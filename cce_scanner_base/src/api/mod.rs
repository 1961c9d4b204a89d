//! # Public API for the compliance check engine
//!
//! High-level entry points: the scanner orchestrator, its configuration and
//! batch runs.

pub mod config;
pub mod errors;
pub mod scanner;

pub use config::ScannerConfig;
pub use errors::ScannerError;
pub use scanner::{BatchJob, BatchRunResult, BatchStatistics, ComplianceScanner, RunPhase};

pub use crate::results::{RunFailure, RunResult, RunStatus, RunSummary, Verdict, VerdictStatus};
pub use crate::rules::{
    Category, Finding, RegistryBuilder, RegistryError, RuleDefinition, RuleFault, RuleRegistry,
};
pub use crate::transport::{
    CancelToken, ConnectionDescriptor, FetchError, HostKeyPolicy, KeyCredential,
};
//! Logging and monitoring rules (sections 5.1, 5.2 and 6)

use super::snmp_enabled;
use cce_parser::ConfigurationModel;
use cce_scanner_base::results::evidence::quote;
use cce_scanner_base::rules::{Category, Finding, RegistryError, RuleDefinition, RuleFault};

const REMOTE_SYSLOG_KEYS: [&str; 3] = ["remoteserver", "remoteserver2", "remoteserver3"];

pub fn definitions() -> Result<Vec<RuleDefinition>, RegistryError> {
    Ok(vec![
        RuleDefinition::new(
            "5.1.1",
            "Ensure SNMP trap receiver is configured",
            Category::Logging,
            snmp_trap_server,
        )?,
        RuleDefinition::new(
            "5.1.2",
            "Ensure SNMP trap community is configured",
            Category::Logging,
            snmp_trap_community,
        )?,
        RuleDefinition::new(
            "5.2.1",
            "Ensure timezone is configured",
            Category::Logging,
            timezone_configured,
        )?,
        RuleDefinition::new(
            "6.1",
            "Ensure remote syslog is configured",
            Category::Logging,
            remote_syslog,
        )?,
    ])
}

fn snmp_trap_server(model: &ConfigurationModel, _: &RuleDefinition) -> Result<Finding, RuleFault> {
    if !snmp_enabled(model) {
        return Ok(Finding::not_applicable("SNMP appears disabled."));
    }
    Ok(match model.value("snmpd/trapserver") {
        Some(server) => Finding::compliant(format!("SNMP trap receiver {}.", quote(server))),
        None => Finding::non_compliant("SNMP is enabled but no trap receiver is configured."),
    })
}

fn snmp_trap_community(
    model: &ConfigurationModel,
    _: &RuleDefinition,
) -> Result<Finding, RuleFault> {
    if !snmp_enabled(model) {
        return Ok(Finding::not_applicable("SNMP appears disabled."));
    }
    // The community string itself is a secret; report presence only
    Ok(if model.value("snmpd/trapstring").is_some() {
        Finding::compliant("SNMP trap community is configured.")
    } else {
        Finding::non_compliant("SNMP is enabled but no trap community is configured.")
    })
}

fn timezone_configured(model: &ConfigurationModel, _: &RuleDefinition) -> Result<Finding, RuleFault> {
    Ok(match model.value("system/timezone") {
        Some(zone) => Finding::compliant(format!("System time zone set to {}.", quote(zone))),
        None => Finding::non_compliant("System time zone is not set."),
    })
}

fn remote_syslog(model: &ConfigurationModel, _: &RuleDefinition) -> Result<Finding, RuleFault> {
    let servers: Vec<String> = REMOTE_SYSLOG_KEYS
        .iter()
        .filter_map(|key| model.value(&format!("syslog/{}", key)))
        .map(quote)
        .collect();
    Ok(if servers.is_empty() {
        Finding::non_compliant("No remote syslog server configured.")
    } else {
        Finding::compliant(format!(
            "Remote syslog server(s) configured: {}",
            servers.join(", ")
        ))
    })
}

#[cfg(test)]
mod tests {
    use super::*;
    use crate::test_support::verdict;
    use cce_scanner_base::results::VerdictStatus;

    fn check(id: &str, body: &str) -> (VerdictStatus, String) {
        let v = verdict(definitions().unwrap(), id, &format!("<pfsense>{}</pfsense>", body));
        (v.status(), v.evidence().unwrap_or_default().to_string())
    }

    #[test]
    fn test_traps_not_applicable_without_snmp() {
        assert_eq!(check("5.1.1", "<snmpd/>").0, VerdictStatus::NotApplicable);
        assert_eq!(check("5.1.2", "").0, VerdictStatus::NotApplicable);
    }

    #[test]
    fn test_trap_server_and_community() {
        let snmp = "<snmpd><rocommunity>ro</rocommunity><trapserver>192.0.2.50</trapserver></snmpd>";
        assert_eq!(check("5.1.1", snmp).0, VerdictStatus::Compliant);
        assert_eq!(check("5.1.2", snmp).0, VerdictStatus::NonCompliant);

        let (status, evidence) = check(
            "5.1.2",
            "<snmpd><rocommunity>ro</rocommunity><trapstring>s3cret</trapstring></snmpd>",
        );
        assert_eq!(status, VerdictStatus::Compliant);
        assert!(!evidence.contains("s3cret"));
    }

    #[test]
    fn test_timezone() {
        assert_eq!(
            check("5.2.1", "<system><timezone>Etc/UTC</timezone></system>").0,
            VerdictStatus::Compliant
        );
        assert_eq!(check("5.2.1", "<system/>").0, VerdictStatus::NonCompliant);
    }

    #[test]
    fn test_remote_syslog_lists_all_targets() {
        let (status, evidence) = check(
            "6.1",
            "<syslog><remoteserver>10.0.0.9:514</remoteserver><remoteserver3>10.0.0.10</remoteserver3></syslog>",
        );
        assert_eq!(status, VerdictStatus::Compliant);
        assert!(evidence.ends_with("'10.0.0.9:514', '10.0.0.10'"));
        assert_eq!(check("6.1", "<syslog/>").0, VerdictStatus::NonCompliant);
    }
}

**Directions**
When a line in the data above contains the string "Ensure", copy that line.

**Answer to the problem**
            "Ensure SNMP trap receiver is configured",
            "Ensure SNMP trap community is configured",
            "Ensure timezone is configured",
            "Ensure remote syslog is configured",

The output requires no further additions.